• [INSTRUCTIONS TO FOLLOW]
All lines up to and including the one that contains "use thiserror::Error;" are to be transcribed exactly, starting from the first line of the records.

"""

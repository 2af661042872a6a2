//! Export of session history.
//!
//! Selected history entries are joined with blank lines and written either
//! as a plain Lua script or as an executable bash wrapper that runs the code
//! with a standalone `lua`, optionally fed by an upstream shell command.

use crate::config::Settings;
use crate::history::{HistoryError, IndexSelector, Selection, SessionHistory};
use crate::interpreter::INPUT_BINDING;
use regex::Regex;
use std::fmt;
use std::fs;
use std::io;
use std::path::{Path, PathBuf};
use std::sync::LazyLock;
use thiserror::Error;

/// Rebuilds the `stdin` global for code running outside `lpipe`.
pub const STDIN_PREAMBLE: &str =
    "stdin = {}\nfor line in io.stdin:lines(\"L\") do stdin[#stdin + 1] = line end\n";

/// A reference to the bare `stdin` global (not `io.stdin` or a field).
static INPUT_REF_REGEX: LazyLock<Regex> = LazyLock::new(|| {
    Regex::new(&format!(r"(^|[^.:\w]){INPUT_BINDING}\b"))
        .expect("input reference regex pattern is valid")
});

#[derive(Debug, Clone, PartialEq, Eq)]
pub enum ExportFormat {
    /// The joined statements, runnable with `lua <file>`.
    Script,
    /// A bash script embedding the code; `upstream` output is piped into it.
    Wrapper { upstream: Option<String> },
}

impl ExportFormat {
    fn label(&self) -> &'static str {
        match self {
            ExportFormat::Script => "script",
            ExportFormat::Wrapper { .. } => "executable",
        }
    }
}

#[derive(Debug, Clone)]
pub struct ExportRequest {
    pub destination: PathBuf,
    pub selection: Selection,
    pub format: ExportFormat,
    pub overwrite: bool,
}

#[derive(Debug, Error)]
pub enum ExportError {
    #[error("{} already exists (use --overwrite to replace it)", .0.display())]
    Exists(PathBuf),
    #[error("--all cannot be combined with explicit indices")]
    Conflict,
    #[error("nothing to export: give history indices or --all")]
    Empty,
    #[error(transparent)]
    Selection(#[from] HistoryError),
    #[error("failed to write {}", .path.display())]
    Io {
        path: PathBuf,
        #[source]
        source: io::Error,
    },
}

impl ExportError {
    /// Errors caused by the request itself rather than the filesystem.
    #[must_use]
    pub fn is_usage(&self) -> bool {
        !matches!(self, ExportError::Io { .. })
    }
}

/// Outcome of a successful export.
#[derive(Debug, Clone)]
pub struct ExportReport {
    pub path: PathBuf,
    pub entries: usize,
    pub format: ExportFormat,
}

impl fmt::Display for ExportReport {
    fn fmt(&self, f: &mut fmt::Formatter<'_>) -> fmt::Result {
        write!(
            f,
            "Exported {} statement(s) to {} ({})",
            self.entries,
            self.path.display(),
            self.format.label()
        )
    }
}

/// Combine `--all` and explicit indices into a selection.
///
/// # Errors
///
/// `Conflict` when both are given, `Empty` when neither is.
pub fn build_selection(all: bool, indices: Vec<IndexSelector>) -> Result<Selection, ExportError> {
    match (all, indices.is_empty()) {
        (true, false) => Err(ExportError::Conflict),
        (true, true) => Ok(Selection::All),
        (false, false) => Ok(Selection::Indices(indices)),
        (false, true) => Err(ExportError::Empty),
    }
}

/// Write the selected history entries to `request.destination`.
///
/// Bare expressions are written as statements that print their value (see
/// [`crate::history::HistoryEntry::as_statement`]). Nothing is written unless every check
/// passes.
///
/// # Errors
///
/// Returns `Exists` when the destination exists and `overwrite` is false,
/// `Selection` for an unknown index and `Io` when writing fails.
pub fn export(
    request: &ExportRequest,
    history: &SessionHistory,
    settings: &Settings,
) -> Result<ExportReport, ExportError> {
    let path = &request.destination;
    if path.exists() && !request.overwrite {
        return Err(ExportError::Exists(path.clone()));
    }

    let entries = history.select(&request.selection)?;
    let body = entries
        .iter()
        .map(|entry| entry.as_statement())
        .collect::<Vec<_>>()
        .join("\n\n");
    log::debug!(
        "exporting {} entr{} to {} as {}",
        entries.len(),
        if entries.len() == 1 { "y" } else { "ies" },
        path.display(),
        request.format.label()
    );

    let io_error = |source| ExportError::Io {
        path: path.clone(),
        source,
    };
    match &request.format {
        ExportFormat::Script => fs::write(path, &body).map_err(io_error)?,
        ExportFormat::Wrapper { upstream } => {
            let script = render_wrapper(&body, upstream.as_deref(), &settings.lua_program);
            fs::write(path, script).map_err(io_error)?;
            make_executable(path).map_err(io_error)?;
        }
    }

    Ok(ExportReport {
        path: path.clone(),
        entries: entries.len(),
        format: request.format.clone(),
    })
}

/// True when `code` reads the `stdin` global.
#[must_use]
pub fn references_input(code: &str) -> bool {
    INPUT_REF_REGEX.is_match(code)
}

/// Build the bash wrapper around `body`.
#[must_use]
pub fn render_wrapper(body: &str, upstream: Option<&str>, lua_program: &str) -> String {
    let code = if references_input(body) {
        format!("{STDIN_PREAMBLE}{body}")
    } else {
        body.to_string()
    };

    let program = shell_words::quote(lua_program);
    let invocation = match upstream {
        Some(command) => format!("{command} | {program} -e \"$CODE\""),
        None => format!("{program} -e \"$CODE\""),
    };

    format!(
        "#!/usr/bin/env bash\n\
         set -euo pipefail\n\
         trap 'exit' INT TERM ERR EXIT\n\
         \n\
         CODE={}\n\
         \n\
         {invocation}\n",
        shell_words::quote(&code)
    )
}

/// Add owner read/write/execute to the file's current mode.
#[cfg(unix)]
fn make_executable(path: &Path) -> io::Result<()> {
    use std::os::unix::fs::PermissionsExt;

    let mut permissions = fs::metadata(path)?.permissions();
    permissions.set_mode(permissions.mode() | 0o700);
    fs::set_permissions(path, permissions)
}

#[cfg(not(unix))]
fn make_executable(_path: &Path) -> io::Result<()> {
    Ok(())
}
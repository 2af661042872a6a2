//! Common test helpers shared across integration tests

#![allow(clippy::unwrap_used)]
#![allow(clippy::expect_used)]
#![allow(dead_code)] // Not all helpers are used by every test file

use std::env;
use std::io::Write;
use std::path::PathBuf;
use std::process::{Command, Output, Stdio};

/// Package version for testing --version flag
pub const PKG_VERSION: &str = env!("CARGO_PKG_VERSION");

/// Helper to get the compiled binary path
pub fn get_binary_path() -> PathBuf {
    let mut path = env::current_exe().unwrap();
    path.pop(); // Remove test executable name

    // Integration tests live in 'deps'
    if path.ends_with("deps") {
        path.pop();
    }

    path.push("lpipe");

    if !path.exists() {
        let build_output = Command::new("cargo")
            .args(["build", "--bin", "lpipe"])
            .output()
            .expect("Failed to build binary");

        assert!(
            build_output.status.success(),
            "Failed to build lpipe binary: {}",
            String::from_utf8_lossy(&build_output.stderr)
        );
    }

    path
}

/// Helper to create a temporary directory for tests
pub fn create_temp_dir() -> tempfile::TempDir {
    tempfile::TempDir::new().unwrap()
}

/// Helper to create a Command with a clean logging environment
pub fn test_command() -> Command {
    let mut cmd = Command::new(get_binary_path());
    cmd.env_remove("LPIPE_LOG");
    cmd
}

/// Run lpipe with `args`, feeding `input` on stdin
pub fn run_with_input(args: &[&str], input: impl AsRef<[u8]>) -> Output {
    let mut child = test_command()
        .args(args)
        .stdin(Stdio::piped())
        .stdout(Stdio::piped())
        .stderr(Stdio::piped())
        .spawn()
        .expect("Failed to spawn lpipe");

    // lpipe may exit before reading everything (e.g. `--help`)
    let _ = child.stdin.take().unwrap().write_all(input.as_ref());
    child.wait_with_output().expect("Failed to wait for lpipe")
}

/// Helper to check if bash is available on the system
pub fn is_bash_available() -> bool {
    which::which("bash").is_ok()
}

/// Helper to find a standalone Lua 5.3+ interpreter (5.1 lacks `lines("L")`)
pub fn lua_program() -> Option<String> {
    ["lua5.4", "lua"]
        .into_iter()
        .filter(|program| which::which(program).is_ok())
        .find(|program| {
            Command::new(program).arg("-v").output().is_ok_and(|out| {
                let banner = format!(
                    "{}{}",
                    String::from_utf8_lossy(&out.stdout),
                    String::from_utf8_lossy(&out.stderr)
                );
                banner.contains("Lua 5.4") || banner.contains("Lua 5.3")
            })
        })
        .map(str::to_string)
}
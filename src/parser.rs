//! Input list loading.
//!
//! Candidate and pattern sources share one format: one item per line,
//! leading/trailing whitespace trimmed, blank lines dropped, order preserved.

use std::fs;
use std::io::ErrorKind;
use std::path::Path;

use tracing::warn;

use crate::error::{Result, ScopeError};

/// Parse a line-oriented list from text.
pub fn parse_list(text: &str) -> Vec<String> {
    text.lines()
        .map(str::trim)
        .filter(|line| !line.is_empty())
        .map(String::from)
        .collect()
}

/// Load a list file.
///
/// The file is read fully into memory and decoded as UTF-8. A file that is
/// not valid UTF-8 is decoded again as Latin-1 with a warning, so a single
/// mangled byte cannot abort a run. A missing file is fatal.
pub fn read_list(path: impl AsRef<Path>) -> Result<Vec<String>> {
    let path = path.as_ref();
    let bytes = fs::read(path).map_err(|e| match e.kind() {
        ErrorKind::NotFound => ScopeError::InputNotFound {
            path: path.to_path_buf(),
        },
        _ => ScopeError::ReadFailed {
            path: path.to_path_buf(),
            source: e,
        },
    })?;

    let text = match String::from_utf8(bytes) {
        Ok(text) => text,
        Err(err) => {
            warn!(
                path = %path.display(),
                "UTF-8 decoding failed, falling back to Latin-1"
            );
            err.into_bytes().iter().map(|&b| b as char).collect()
        }
    };

    Ok(parse_list(&text))
}

#[cfg(test)]
mod tests {
    use super::*;
    use std::io::Write;

    #[test]
    fn test_parse_trims_and_drops_blanks() {
        let text = "  a.example.com \n\n\tb.example.com\n   \nc.example.com";
        let items = parse_list(text);
        assert_eq!(items, ["a.example.com", "b.example.com", "c.example.com"]);
    }

    #[test]
    fn test_parse_preserves_order_and_duplicates() {
        let text = "b.com\na.com\nb.com\n";
        let items = parse_list(text);
        assert_eq!(items, ["b.com", "a.com", "b.com"]);
    }

    #[test]
    fn test_parse_empty_text() {
        assert!(parse_list("").is_empty());
        assert!(parse_list("\n\n  \n").is_empty());
    }

    #[test]
    fn test_read_missing_file() {
        let result = read_list("/nonexistent/path/subs.txt");
        assert!(matches!(result, Err(ScopeError::InputNotFound { .. })));
    }

    #[test]
    fn test_read_utf8_file() {
        let dir = tempfile::tempdir().unwrap();
        let path = dir.path().join("subs.txt");
        fs::write(&path, "a.example.com\nb.example.com\n").unwrap();

        let items = read_list(&path).unwrap();
        assert_eq!(items, ["a.example.com", "b.example.com"]);
    }

    #[test]
    fn test_read_falls_back_to_latin1() {
        let dir = tempfile::tempdir().unwrap();
        let path = dir.path().join("subs.txt");
        let mut f = fs::File::create(&path).unwrap();
        // 0xE9 is 'é' in Latin-1 and invalid as a standalone UTF-8 byte.
        f.write_all(b"caf\xe9.example.com\nplain.example.com\n")
            .unwrap();
        drop(f);

        let items = read_list(&path).unwrap();
        assert_eq!(items, ["café.example.com", "plain.example.com"]);
    }
}
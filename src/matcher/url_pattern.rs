use super::{wildcard, PatternMatcher, Target};

/// URL matching mode
#[derive(Debug, Clone, Copy, PartialEq, Eq)]
pub enum UrlMatchMode {
    /// The whole URL string must equal the pattern
    Exact,
    /// The whole URL string must satisfy the wildcard pattern
    Wildcard,
}

/// Matches a candidate URL as one unit, scheme and host included.
///
/// `http://example.com/*` therefore never matches a different host, even
/// when the path alone would.
#[derive(Debug, Clone)]
pub struct UrlMatcher {
    pattern: String,
    mode: UrlMatchMode,
}

impl UrlMatcher {
    /// Create a matcher from a pattern, picking the mode from the presence
    /// of `*`.
    pub fn new(pattern: &str) -> Self {
        let mode = if pattern.contains('*') {
            UrlMatchMode::Wildcard
        } else {
            UrlMatchMode::Exact
        };
        Self {
            pattern: pattern.to_string(),
            mode,
        }
    }

    /// Create a URL matcher with explicit mode
    pub fn with_mode(pattern: &str, mode: UrlMatchMode) -> Self {
        Self {
            pattern: pattern.to_string(),
            mode,
        }
    }

    pub fn mode(&self) -> UrlMatchMode {
        self.mode
    }
}

impl PatternMatcher for UrlMatcher {
    fn matches(&self, target: &Target) -> bool {
        match self.mode {
            UrlMatchMode::Exact => target.text == self.pattern,
            UrlMatchMode::Wildcard => wildcard::matches(&target.text, &self.pattern),
        }
    }
}
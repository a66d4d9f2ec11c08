//! outscope CLI
//!
//! Filters out-of-scope subdomains or URLs from a list and reports what was
//! removed, why, and by which pattern.

mod args;
mod logging;

use std::process::ExitCode;

use anyhow::{Context, Result};
use clap::Parser;
use tracing::{debug, error};

use outscope::{output, parser, report, ScopeFilter, ScopeMode};

use args::{Args, ReportFormat};

fn main() -> ExitCode {
    let args = Args::parse();
    logging::init(&args);

    match run(&args) {
        Ok(()) => ExitCode::SUCCESS,
        Err(e) => {
            error!("{:#}", e);
            ExitCode::FAILURE
        }
    }
}

fn run(args: &Args) -> Result<()> {
    let candidates = parser::read_list(&args.input).context("failed to load input list")?;
    let patterns = parser::read_list(&args.outscope).context("failed to load out-of-scope list")?;

    let mode = if args.urls {
        ScopeMode::Url
    } else {
        ScopeMode::Subdomain
    };
    debug!(
        candidates = candidates.len(),
        patterns = patterns.len(),
        ?mode,
        "starting run"
    );

    let filter = ScopeFilter::with_cache_size(&patterns, mode, args.cache_size);
    let verdicts = filter.evaluate(&candidates);

    match args.format {
        ReportFormat::Text => {
            let table = match mode {
                ScopeMode::Subdomain => report::render_subdomain_report(&verdicts),
                ScopeMode::Url => report::render_url_report(&verdicts),
            };
            print!("{}", table);
        }
        ReportFormat::Json => {
            let json =
                report::render_json(&verdicts, mode).context("failed to serialize report")?;
            println!("{}", json);
        }
    }

    output::write_kept(&args.output, &verdicts)?;

    if args.format == ReportFormat::Text {
        println!("\nResults saved to {}", args.output.display());
        print!("{}", report::render_summary(&report::summarize(&verdicts)));
    }

    Ok(())
}
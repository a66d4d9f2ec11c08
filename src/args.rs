//! Command-line argument parsing

use std::path::PathBuf;

use clap::{Parser, ValueEnum};

/// outscope - out-of-scope filter for subdomain and URL lists
///
/// Processes a list of subdomains or URLs, removing entries that match
/// out-of-scope domains (exact or wildcard) or URL patterns (in URL mode).
/// Run without --urls for subdomain mode, or with --urls for URL mode.
#[derive(Parser, Debug)]
#[command(name = "outscope")]
#[command(author, version, about, long_about = None)]
pub struct Args {
    /// Input file containing subdomains or URLs, one per line
    #[arg(short = 'i', long, value_name = "FILE")]
    pub input: PathBuf,

    /// File with out-of-scope domains or URL patterns,
    /// e.g. *.example.com or https://example.com/private/*
    #[arg(short = 's', long, value_name = "FILE")]
    pub outscope: PathBuf,

    /// Output file for in-scope entries
    #[arg(short = 'o', long, value_name = "FILE")]
    pub output: PathBuf,

    /// Process URLs instead of subdomains; removes URLs matching
    /// out-of-scope domains or URL patterns
    #[arg(long)]
    pub urls: bool,

    /// Report format
    #[arg(long, value_enum, default_value = "text")]
    pub format: ReportFormat,

    /// Decision cache capacity
    #[arg(long, value_name = "N", default_value_t = outscope::DEFAULT_CACHE_SIZE)]
    pub cache_size: usize,

    /// Verbosity level (-v, -vv, -vvv)
    #[arg(short, long, action = clap::ArgAction::Count)]
    pub verbose: u8,

    /// Only log errors
    #[arg(short, long, conflicts_with = "verbose")]
    pub quiet: bool,
}

/// Report output format
#[derive(ValueEnum, Clone, Copy, Debug, PartialEq, Eq)]
pub enum ReportFormat {
    Text,
    Json,
}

"""

• [RESULT OF THIS TASK]
repository 2af661042872a6a2
//! Export of session history.
//!
//! Selected history entries are joined with blank lines and written either
//! as a plain Lua script or as an executable bash wrapper that runs the code
//! with a standalone `lua`, optionally fed by an upstream shell command.

use crate::config::Settings;
use crate::history::{HistoryError, IndexSelector, Selection, SessionHistory};
use crate::interpreter::INPUT_BINDING;
use regex::Regex;
use std::fmt;
use std::fs;
use std::io;
use std::path::{Path, PathBuf};
use std::sync::LazyLock;
use thiserror::Error;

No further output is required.